* WORK ORDER:
In the material below, the lines containing the word "brdBltNo" are required; copy each of them.

* MATERIAL SHOWN:
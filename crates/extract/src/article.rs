use regex::Regex;
use tracing::{debug, warn};

use crate::schema::Article;

// ① is U+2460; the enclosed numerals run contiguously through ⑮.
const CLAUSE_NUMERAL_BASE: u32 = 0x2460;

#[derive(Debug)]
enum RawKind {
    Article { number: String, title: Option<String> },
    Clause(u32),
    Subclause(u32),
    Item(String),
}

impl RawKind {
    fn rank(&self) -> u8 {
        match self {
            RawKind::Article { .. } => 0,
            RawKind::Clause(_) => 1,
            RawKind::Subclause(_) => 2,
            RawKind::Item(_) => 3,
        }
    }
}

#[derive(Debug)]
struct RawMarker {
    start: usize,
    kind: RawKind,
}

/// Single-pass parser for the 조/항/호/목 hierarchy of Korean statute
/// text. Body text between markers accrues to the most recent marker;
/// ids are the law id followed by the hierarchy path, so the same input
/// always yields the same ids.
pub struct ArticleParser {
    article_re: Regex,
    clause_re: Regex,
    subclause_re: Regex,
    item_re: Regex,
}

impl ArticleParser {
    pub fn new() -> Self {
        Self {
            // 조 headers sit at line starts; mid-sentence 제N조 mentions
            // are references, not headers.
            article_re: Regex::new(r"(?m)^[ \t]*(제(\d+)조(?:의(\d+))?(?:\s*\(([^)]+)\))?)")
                .unwrap(),
            clause_re: Regex::new(r"([①-⑮])").unwrap(),
            subclause_re: Regex::new(r"(?m)(?:^|[ \t])(\d{1,3})\.(?:\s|$)").unwrap(),
            item_re: Regex::new(r"(?m)(?:^|[ \t])([가나다라마바사아자차카타파하])\.(?:\s|$)")
                .unwrap(),
        }
    }

    pub fn parse(&self, law_id: &str, text: &str) -> Vec<Article> {
        let markers = self.collect_markers(text);
        let mut records: Vec<Article> = Vec::new();
        let mut stack: Vec<(u8, u8, usize)> = Vec::new();
        let mut current_number: Option<String> = None;

        for (i, marker) in markers.iter().enumerate() {
            let body_end = markers.get(i + 1).map(|m| m.start).unwrap_or(text.len());
            let full_text = text[marker.start..body_end].trim().to_string();

            let rank = marker.kind.rank();
            while stack.last().is_some_and(|(r, _, _)| *r >= rank) {
                stack.pop();
            }

            match &marker.kind {
                RawKind::Article { number, title } => {
                    current_number = Some(number.clone());
                    records.push(Article {
                        article_id: format!("{law_id}/{number}"),
                        law_id: law_id.to_string(),
                        article_number: number.clone(),
                        article_title: title.clone(),
                        depth: 0,
                        clause_number: None,
                        subclause_number: None,
                        item_number: None,
                        full_text,
                        parent_article_id: None,
                    });
                    stack.push((0, 0, records.len() - 1));
                }
                child => {
                    let Some(&(_, parent_depth, parent_idx)) = stack.last() else {
                        warn!(law_id, "hierarchy marker before any 조, skipping");
                        continue;
                    };
                    let parent_id = records[parent_idx].article_id.clone();
                    let depth = parent_depth + 1;
                    let (suffix, clause, subclause, item) = match child {
                        RawKind::Clause(n) => (format!("제{n}항"), Some(*n), None, None),
                        RawKind::Subclause(n) => (format!("제{n}호"), None, Some(*n), None),
                        RawKind::Item(c) => (format!("{c}목"), None, None, Some(c.clone())),
                        RawKind::Article { .. } => unreachable!("rank 0 handled above"),
                    };
                    records.push(Article {
                        article_id: format!("{parent_id}/{suffix}"),
                        law_id: law_id.to_string(),
                        article_number: current_number.clone().unwrap_or_default(),
                        article_title: None,
                        depth,
                        clause_number: clause,
                        subclause_number: subclause,
                        item_number: item,
                        full_text,
                        parent_article_id: Some(parent_id),
                    });
                    stack.push((rank, depth, records.len() - 1));
                }
            }
        }

        debug!(law_id, articles = records.len(), "statute parsed");
        records
    }

    fn collect_markers(&self, text: &str) -> Vec<RawMarker> {
        let mut markers = Vec::new();
        let mut header_spans = Vec::new();

        for caps in self.article_re.captures_iter(text) {
            let marker = caps.get(1).unwrap();
            let number = match caps.get(3) {
                Some(branch) => format!("제{}조의{}", &caps[2], branch.as_str()),
                None => format!("제{}조", &caps[2]),
            };
            let title = caps.get(4).map(|m| m.as_str().trim().to_string());
            header_spans.push((marker.start(), marker.end()));
            markers.push(RawMarker {
                start: marker.start(),
                kind: RawKind::Article { number, title },
            });
        }
        let inside_header =
            |pos: usize| header_spans.iter().any(|(s, e)| pos >= *s && pos < *e);

        for caps in self.clause_re.captures_iter(text) {
            let m = caps.get(1).unwrap();
            if inside_header(m.start()) {
                continue;
            }
            let numeral = m.as_str().chars().next().unwrap();
            let value = numeral as u32 - CLAUSE_NUMERAL_BASE + 1;
            markers.push(RawMarker {
                start: m.start(),
                kind: RawKind::Clause(value),
            });
        }

        for caps in self.subclause_re.captures_iter(text) {
            let m = caps.get(1).unwrap();
            if inside_header(m.start()) {
                continue;
            }
            let value = m.as_str().parse().unwrap_or(0);
            markers.push(RawMarker {
                start: m.start(),
                kind: RawKind::Subclause(value),
            });
        }

        for caps in self.item_re.captures_iter(text) {
            let m = caps.get(1).unwrap();
            if inside_header(m.start()) {
                continue;
            }
            markers.push(RawMarker {
                start: m.start(),
                kind: RawKind::Item(m.as_str().to_string()),
            });
        }

        markers.sort_by_key(|m| m.start);
        markers
    }
}

impl Default for ArticleParser {
    fn default() -> Self {
        Self::new()
    }
}

#[cfg(test)]
mod tests {
    use super::*;

    #[test]
    fn test_article_clause_subclause_depths() {
        let parser = ArticleParser::new();
        let text = "제3조(정의) ① 이 법에서 사용하는 용어의 뜻은 다음과 같다. \
                    1. \"수급권자\"란 생계급여 수급자를 말한다.";
        let articles = parser.parse("basic-living-act", text);
        assert_eq!(articles.len(), 3);

        let jo = &articles[0];
        assert_eq!(jo.depth, 0);
        assert_eq!(jo.article_number, "제3조");
        assert_eq!(jo.article_title.as_deref(), Some("정의"));
        assert_eq!(jo.article_id, "basic-living-act/제3조");
        assert!(jo.parent_article_id.is_none());

        let hang = &articles[1];
        assert_eq!(hang.depth, 1);
        assert_eq!(hang.clause_number, Some(1));
        assert_eq!(hang.article_id, "basic-living-act/제3조/제1항");
        assert_eq!(hang.parent_article_id.as_deref(), Some("basic-living-act/제3조"));

        let ho = &articles[2];
        assert_eq!(ho.depth, 2);
        assert_eq!(ho.subclause_number, Some(1));
        assert_eq!(
            ho.parent_article_id.as_deref(),
            Some("basic-living-act/제3조/제1항")
        );
        assert!(ho.full_text.contains("수급권자"));
    }

    #[test]
    fn test_branch_numbered_article_header() {
        let parser = ArticleParser::new();
        let articles = parser.parse("law", "제5조의2(특례) 요양급여의 특례를 정한다.");
        assert_eq!(articles.len(), 1);
        assert_eq!(articles[0].article_number, "제5조의2");
        assert_eq!(articles[0].article_title.as_deref(), Some("특례"));
        assert_eq!(articles[0].article_id, "law/제5조의2");
    }

    #[test]
    fn test_items_nest_under_subclauses() {
        let parser = ArticleParser::new();
        let text = "제4조(급여) ① 급여는 다음과 같다. 1. 진찰 가. 초진 나. 재진";
        let articles = parser.parse("law", text);
        let kinds: Vec<u8> = articles.iter().map(|a| a.depth).collect();
        assert_eq!(kinds, vec![0, 1, 2, 3, 3]);
        assert_eq!(articles[3].item_number.as_deref(), Some("가"));
        assert_eq!(articles[4].item_number.as_deref(), Some("나"));
        assert_eq!(articles[3].parent_article_id, articles[4].parent_article_id);
        assert_eq!(
            articles[4].parent_article_id.as_deref(),
            Some("law/제4조/제1항/제1호")
        );
    }

    #[test]
    fn test_sibling_clauses_share_a_parent() {
        let parser = ArticleParser::new();
        let text = "제2조(가입) ① 누구든지 가입할 수 있다. ② 탈퇴는 신고로 한다.";
        let articles = parser.parse("law", text);
        assert_eq!(articles.len(), 3);
        assert_eq!(articles[1].clause_number, Some(1));
        assert_eq!(articles[2].clause_number, Some(2));
        assert_eq!(articles[1].parent_article_id, articles[2].parent_article_id);
        assert!(articles[1].full_text.contains("가입할 수 있다"));
        assert!(!articles[1].full_text.contains("탈퇴"));
    }

    #[test]
    fn test_new_article_resets_the_hierarchy() {
        let parser = ArticleParser::new();
        let text = "제1조(목적) 이 법은 복지를 목적으로 한다.\n제2조(정의) ① 용어를 정의한다.";
        let articles = parser.parse("law", text);
        assert_eq!(articles.len(), 3);
        assert!(articles[1].parent_article_id.is_none());
        assert_eq!(articles[2].parent_article_id.as_deref(), Some("law/제2조"));
        assert_eq!(articles[2].article_number, "제2조");
    }

    #[test]
    fn test_mid_sentence_article_mention_is_not_a_header() {
        let parser = ArticleParser::new();
        let text = "제7조(준용) 보험급여에 관하여는 제11조의 규정을 준용한다.";
        let articles = parser.parse("law", text);
        assert_eq!(articles.len(), 1);
        assert_eq!(articles[0].article_number, "제7조");
    }

    #[test]
    fn test_orphan_markers_are_skipped() {
        let parser = ArticleParser::new();
        let articles = parser.parse("law", "① 떠도는 항은 기록되지 않는다.");
        assert!(articles.is_empty());
    }
}
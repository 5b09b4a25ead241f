use regex::Regex;
use url::Url;

use crate::error::ScrapeError;

/// A resolved attachment download: the GET target plus an optional file
/// name the portal supplied alongside the handler.
#[derive(Debug, Clone, PartialEq, Eq)]
pub struct DownloadRequest {
    pub url: String,
    pub file_name: Option<String>,
}

/// Maps a portal attachment handler to a `DownloadRequest`.
///
/// Two handler shapes are supported:
/// `downLoadBbs(a,b,c,d)` becomes
/// `GET {base}/bbsDownload.do?brdScnBltNo=a&brdBltNo=b&type=c&atchSeq=d`,
/// and `goDown1('/share/attach/x','name.hwp')` resolves the path against
/// the portal base. Anything else is `UnsupportedHandler`.
pub fn parse_handler(handler: &str, base_url: &str) -> Result<DownloadRequest, ScrapeError> {
    let handler = handler.trim().trim_start_matches("javascript:").trim();

    let down_load_bbs = Regex::new(r"downLoadBbs\s*\(([^)]*)\)").unwrap();
    if let Some(caps) = down_load_bbs.captures(handler) {
        let args = split_args(&caps[1]);
        if args.len() != 4 {
            return Err(ScrapeError::UnsupportedHandler(truncate(handler)));
        }
        let mut url = Url::parse(base_url)?;
        url.set_path("/bbsDownload.do");
        url.query_pairs_mut()
            .append_pair("brdScnBltNo", &args[0])
            .append_pair("brdBltNo", &args[1])
            .append_pair("type", &args[2])
            .append_pair("atchSeq", &args[3]);
        return Ok(DownloadRequest {
            url: url.to_string(),
            file_name: None,
        });
    }

    let go_down = Regex::new(r"goDown1\s*\(([^)]*)\)").unwrap();
    if let Some(caps) = go_down.captures(handler) {
        let args = split_args(&caps[1]);
        if args.len() != 2 {
            return Err(ScrapeError::UnsupportedHandler(truncate(handler)));
        }
        let url = Url::parse(base_url)?.join(&args[0])?;
        return Ok(DownloadRequest {
            url: url.to_string(),
            file_name: Some(args[1].clone()),
        });
    }

    Err(ScrapeError::UnsupportedHandler(truncate(handler)))
}

/// Comma-split of a JS argument list, tolerating quoted and bare values.
fn split_args(raw: &str) -> Vec<String> {
    raw.split(',')
        .map(|a| a.trim().trim_matches(['\'', '"']).to_string())
        .filter(|a| !a.is_empty())
        .collect()
}

fn truncate(handler: &str) -> String {
    const LIMIT: usize = 80;
    if handler.chars().count() <= LIMIT {
        handler.to_string()
    } else {
        let cut: String = handler.chars().take(LIMIT).collect();
        format!("{cut}…")
    }
}
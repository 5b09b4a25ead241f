use std::path::Path;
use std::time::Duration;

use anyhow::Context;
use reqwest::multipart;
use serde::{Deserialize, Serialize};
use tracing::debug;

use crate::error::DocParseError;
use crate::model::{OcrMode, OutputFormat, ParsedResult};
use crate::pdf;

pub const MAX_UPLOAD_BYTES: u64 = 50 * 1024 * 1024;
pub const MAX_UPLOAD_PAGES: u32 = 100;

const SUPPORTED_EXTENSIONS: [&str; 5] = ["pdf", "hwp", "hwpx", "docx", "xlsx"];

#[derive(Debug, Clone, Serialize, Deserialize)]
pub struct ParserConfig {
    pub base_url: String,
    pub api_key: String,
    pub timeout_secs: u64,
}

impl Default for ParserConfig {
    fn default() -> Self {
        Self {
            base_url: "http://localhost:8000".to_string(),
            api_key: String::new(),
            timeout_secs: 300,
        }
    }
}

impl ParserConfig {
    pub fn from_env() -> anyhow::Result<Self> {
        let base_url =
            std::env::var("DOCPARSE_BASE_URL").context("DOCPARSE_BASE_URL is not set")?;
        let api_key = std::env::var("DOCPARSE_API_KEY").context("DOCPARSE_API_KEY is not set")?;
        Ok(Self {
            base_url,
            api_key,
            ..Self::default()
        })
    }
}

/// Client for the document digitization service. One upload per call;
/// retries belong to the caller.
#[derive(Clone)]
pub struct ParserClient {
    http: reqwest::Client,
    config: ParserConfig,
}

impl ParserClient {
    pub fn new(config: ParserConfig) -> anyhow::Result<Self> {
        let http = reqwest::Client::builder()
            .timeout(Duration::from_secs(config.timeout_secs))
            .build()
            .context("Failed to build HTTP client")?;
        Ok(Self { http, config })
    }

    /// Uploads one document and returns the parsed result. Fails fast on
    /// the local upload predicates before any bytes leave the machine.
    pub async fn parse(
        &self,
        path: &Path,
        ocr: OcrMode,
        output_formats: &[OutputFormat],
    ) -> Result<ParsedResult, DocParseError> {
        check_upload_limits(path)?;

        let file_name = path
            .file_name()
            .and_then(|n| n.to_str())
            .unwrap_or("document")
            .to_string();
        let bytes = tokio::fs::read(path).await?;
        let formats_json = serde_json::to_string(output_formats)?;

        let form = multipart::Form::new()
            .part(
                "document",
                multipart::Part::bytes(bytes).file_name(file_name.clone()),
            )
            .text("ocr", ocr.as_str())
            .text("output_formats", formats_json);

        let url = format!(
            "{}/document-digitization",
            self.config.base_url.trim_end_matches('/')
        );
        debug!(file = %file_name, url = %url, "uploading document for parsing");

        let response = self
            .http
            .post(&url)
            .bearer_auth(&self.config.api_key)
            .multipart(form)
            .send()
            .await
            .map_err(|e| DocParseError::Transient {
                reason: e.to_string(),
            })?;

        let status = response.status();
        if status == reqwest::StatusCode::TOO_MANY_REQUESTS {
            return Err(DocParseError::RateLimited);
        }
        if status.is_server_error() {
            return Err(DocParseError::Transient {
                reason: format!("server returned {status}"),
            });
        }
        if !status.is_success() {
            let message = response.text().await.unwrap_or_default();
            return Err(DocParseError::Rejected {
                status: status.as_u16(),
                message,
            });
        }

        let body = response.text().await.map_err(|e| DocParseError::Transient {
            reason: e.to_string(),
        })?;
        let result: ParsedResult = serde_json::from_str(&body)?;
        Ok(result)
    }
}

/// Upload predicates: supported extension, byte limit, page limit for PDFs.
pub fn check_upload_limits(path: &Path) -> Result<(), DocParseError> {
    check_limits(path, MAX_UPLOAD_BYTES, MAX_UPLOAD_PAGES)
}

fn check_limits(path: &Path, max_bytes: u64, max_pages: u32) -> Result<(), DocParseError> {
    let Some(ext) = path
        .extension()
        .and_then(|e| e.to_str())
        .map(|e| e.to_ascii_lowercase())
    else {
        return Err(DocParseError::UnsupportedFormat(
            path.display().to_string(),
        ));
    };
    if !SUPPORTED_EXTENSIONS.contains(&ext.as_str()) {
        return Err(DocParseError::UnsupportedFormat(ext));
    }

    let size = std::fs::metadata(path)?.len();
    if size > max_bytes {
        return Err(DocParseError::FileTooLarge {
            size,
            limit: max_bytes,
        });
    }

    if ext == "pdf" {
        let pages = pdf::page_count(path)?;
        if pages > max_pages {
            return Err(DocParseError::TooManyPages {
                pages,
                limit: max_pages,
            });
        }
    }
    Ok(())
}
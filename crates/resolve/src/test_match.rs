//! Biomarker resolution for laboratory-test rows.
//!
//! Resolution is a priority cascade: LOINC code, then SNOMED CT code,
//! then keyword matching on the test name. Code lookups are
//! authoritative; the keyword step is a flagged last resort and only
//! runs on rows that name a gene-level assay category.

use extract::biomarker::BiomarkerMatcher;
use extract::schema::Test;
use extract::vocabulary;
use serde::{Deserialize, Serialize};
use tracing::debug;

/// Which cascade step produced a test-biomarker link.
#[derive(Debug, Clone, Copy, PartialEq, Eq, Serialize, Deserialize)]
#[serde(rename_all = "lowercase")]
pub enum MatchType {
    Loinc,
    Snomed,
    Keyword,
}

impl MatchType {
    pub fn as_str(&self) -> &'static str {
        match self {
            MatchType::Loinc => "loinc",
            MatchType::Snomed => "snomed",
            MatchType::Keyword => "keyword",
        }
    }
}

/// Biomarker → Test edge record.
#[derive(Debug, Clone, PartialEq, Eq, Serialize, Deserialize)]
pub struct TestedBy {
    pub biomarker_id: String,
    pub test_id: String,
    pub match_type: MatchType,
}

/// Runs the cascade over every test row, filling `biomarker_name` in
/// place. Rows no step matches keep `biomarker_name = None` and produce
/// no edge.
pub fn resolve_tests(tests: &mut [Test]) -> Vec<TestedBy> {
    let matcher = BiomarkerMatcher::new();
    let mut edges = Vec::new();

    for test in tests.iter_mut() {
        let Some((def, match_type)) = resolve_one(test, &matcher) else {
            continue;
        };
        test.biomarker_name = Some(def.name.to_string());
        edges.push(TestedBy {
            biomarker_id: def.entity_id(),
            test_id: test.test_id.clone(),
            match_type,
        });
    }

    debug!(
        resolved = edges.len(),
        total = tests.len(),
        "resolved test rows to biomarkers"
    );
    edges
}

fn resolve_one(
    test: &Test,
    matcher: &BiomarkerMatcher,
) -> Option<(&'static vocabulary::BiomarkerDef, MatchType)> {
    if let Some(code) = test.loinc_code.as_deref() {
        if let Some(def) = vocabulary::find_by_loinc(code) {
            return Some((def, MatchType::Loinc));
        }
    }
    if let Some(code) = test.snomed_ct_id.as_deref() {
        if let Some(def) = vocabulary::find_by_snomed(code) {
            return Some((def, MatchType::Snomed));
        }
    }
    keyword_match(&test.name_ko, matcher).map(|def| (def, MatchType::Keyword))
}

/// Keyword fallback: the name must carry a gene-test category keyword
/// and a recognizable marker keyword, and neither may be on the
/// exclusion list.
fn keyword_match(name: &str, matcher: &BiomarkerMatcher) -> Option<&'static vocabulary::BiomarkerDef> {
    let category = vocabulary::gene_test_keywords()
        .iter()
        .copied()
        .find(|kw| name.contains(kw) && !vocabulary::is_excluded(kw))?;
    let def = matcher
        .extract(name, "")
        .into_iter()
        .find(|def| !vocabulary::is_excluded(def.name))?;
    debug!(category, marker = def.name, "keyword fallback matched test name");
    Some(def)
}

#[cfg(test)]
mod tests {
    use super::*;
    use extract::normalizer::stable_id;

    fn test_row(edi: &str, name: &str, loinc: Option<&str>, snomed: Option<&str>) -> Test {
        Test {
            test_id: stable_id(&["test", edi]),
            edi_code: edi.to_string(),
            name_ko: name.to_string(),
            loinc_code: loinc.map(str::to_string),
            snomed_ct_id: snomed.map(str::to_string),
            biomarker_name: None,
        }
    }

    #[test]
    fn test_loinc_resolution_for_her2() {
        let mut rows = vec![test_row(
            "B5831",
            "HER2 유전자검사 [실시간중합효소연쇄반응]",
            Some("48675-3"),
            None,
        )];
        let edges = resolve_tests(&mut rows);

        assert_eq!(rows[0].biomarker_name.as_deref(), Some("HER2"));
        assert_eq!(edges.len(), 1);
        assert_eq!(edges[0].match_type, MatchType::Loinc);
        assert_eq!(edges[0].test_id, rows[0].test_id);
    }

    #[test]
    fn test_snomed_used_when_loinc_is_absent() {
        let mut rows = vec![test_row("B6001", "BRAF 돌연변이검사", None, Some("416941005"))];
        let edges = resolve_tests(&mut rows);

        assert_eq!(rows[0].biomarker_name.as_deref(), Some("BRAF"));
        assert_eq!(edges[0].match_type, MatchType::Snomed);
    }

    #[test]
    fn test_code_match_wins_over_keyword() {
        // Name mentions EGFR; the LOINC code says HER2. The code wins.
        let mut rows = vec![test_row(
            "B5900",
            "EGFR 유전자검사",
            Some("48675-3"),
            None,
        )];
        resolve_tests(&mut rows);
        assert_eq!(rows[0].biomarker_name.as_deref(), Some("HER2"));
    }

    #[test]
    fn test_keyword_fallback_needs_gene_test_context() {
        let mut with_context = vec![test_row("B7001", "EGFR 유전자검사", None, None)];
        let edges = resolve_tests(&mut with_context);
        assert_eq!(with_context[0].biomarker_name.as_deref(), Some("EGFR"));
        assert_eq!(edges[0].match_type, MatchType::Keyword);

        let mut without_context = vec![test_row("B7002", "EGFR 정량", None, None)];
        let edges = resolve_tests(&mut without_context);
        assert_eq!(without_context[0].biomarker_name, None);
        assert!(edges.is_empty());
    }

    #[test]
    fn test_unmatched_row_stays_null() {
        let mut rows = vec![test_row("B0001", "일반혈액검사", None, None)];
        let edges = resolve_tests(&mut rows);
        assert_eq!(rows[0].biomarker_name, None);
        assert!(edges.is_empty());
    }

    #[test]
    fn test_match_type_serializes_lowercase() {
        assert_eq!(serde_json::to_string(&MatchType::Loinc).unwrap(), "\"loinc\"");
        assert_eq!(MatchType::Keyword.as_str(), "keyword");
    }
}
pub mod checkpoint;
pub mod error;
pub mod sink;

pub use checkpoint::{CheckpointStore, SourceCursor};
pub use error::StoreError;
pub use sink::{SinkOptions, TabularSink};
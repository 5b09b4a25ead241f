use std::path::PathBuf;

#[derive(Debug, thiserror::Error)]
pub enum StoreError {
    #[error("I/O error: {0}")]
    Io(#[from] std::io::Error),

    /// State file exists but cannot be parsed. Fatal: the operator decides
    /// whether to discard it, the store never reinitializes silently.
    #[error("corrupt state file {path}: {reason}")]
    Corrupt { path: PathBuf, reason: String },

    #[error("checkpoint encode error: {0}")]
    Encode(#[from] serde_json::Error),

    #[error("csv error: {0}")]
    Csv(#[from] csv::Error),

    #[error("unknown sink column: {0}")]
    UnknownColumn(String),

    #[error("row has {got} fields, sink expects {expected}")]
    ArityMismatch { expected: usize, got: usize },
}

impl StoreError {
    /// True for corruption that must stop the pipeline.
    pub fn is_corrupt_state(&self) -> bool {
        matches!(self, StoreError::Corrupt { .. })
    }
}
pub mod client;
pub mod error;
pub mod model;
pub mod pdf;
pub mod splitter;

pub use client::{MAX_UPLOAD_BYTES, MAX_UPLOAD_PAGES, ParserClient, ParserConfig};
pub use error::DocParseError;
pub use model::{
    ChunkMeta, Element, FormatContent, OcrMode, OutputFormat, ParsedDocument, ParsedResult,
    ParsingMethod, Usage,
};
pub use splitter::{DocumentSplitter, SplitConfig, partition_pages};
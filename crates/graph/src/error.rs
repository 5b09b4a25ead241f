use thiserror::Error;

#[derive(Error, Debug)]
pub enum GraphError {
    #[error("graph database error: {0}")]
    Db(#[from] neo4rs::Error),

    /// The dataset broke a structural invariant. Nothing was written.
    #[error("schema violation: {0}")]
    SchemaViolation(String),

    #[error("verification failed: {0}")]
    Verification(String),
}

* ANSWER TO THE EXERCISE:
/// `GET {base}/bbsDownload.do?brdScnBltNo=a&brdBltNo=b&type=c&atchSeq=d`,
            .append_pair("brdBltNo", &args[1])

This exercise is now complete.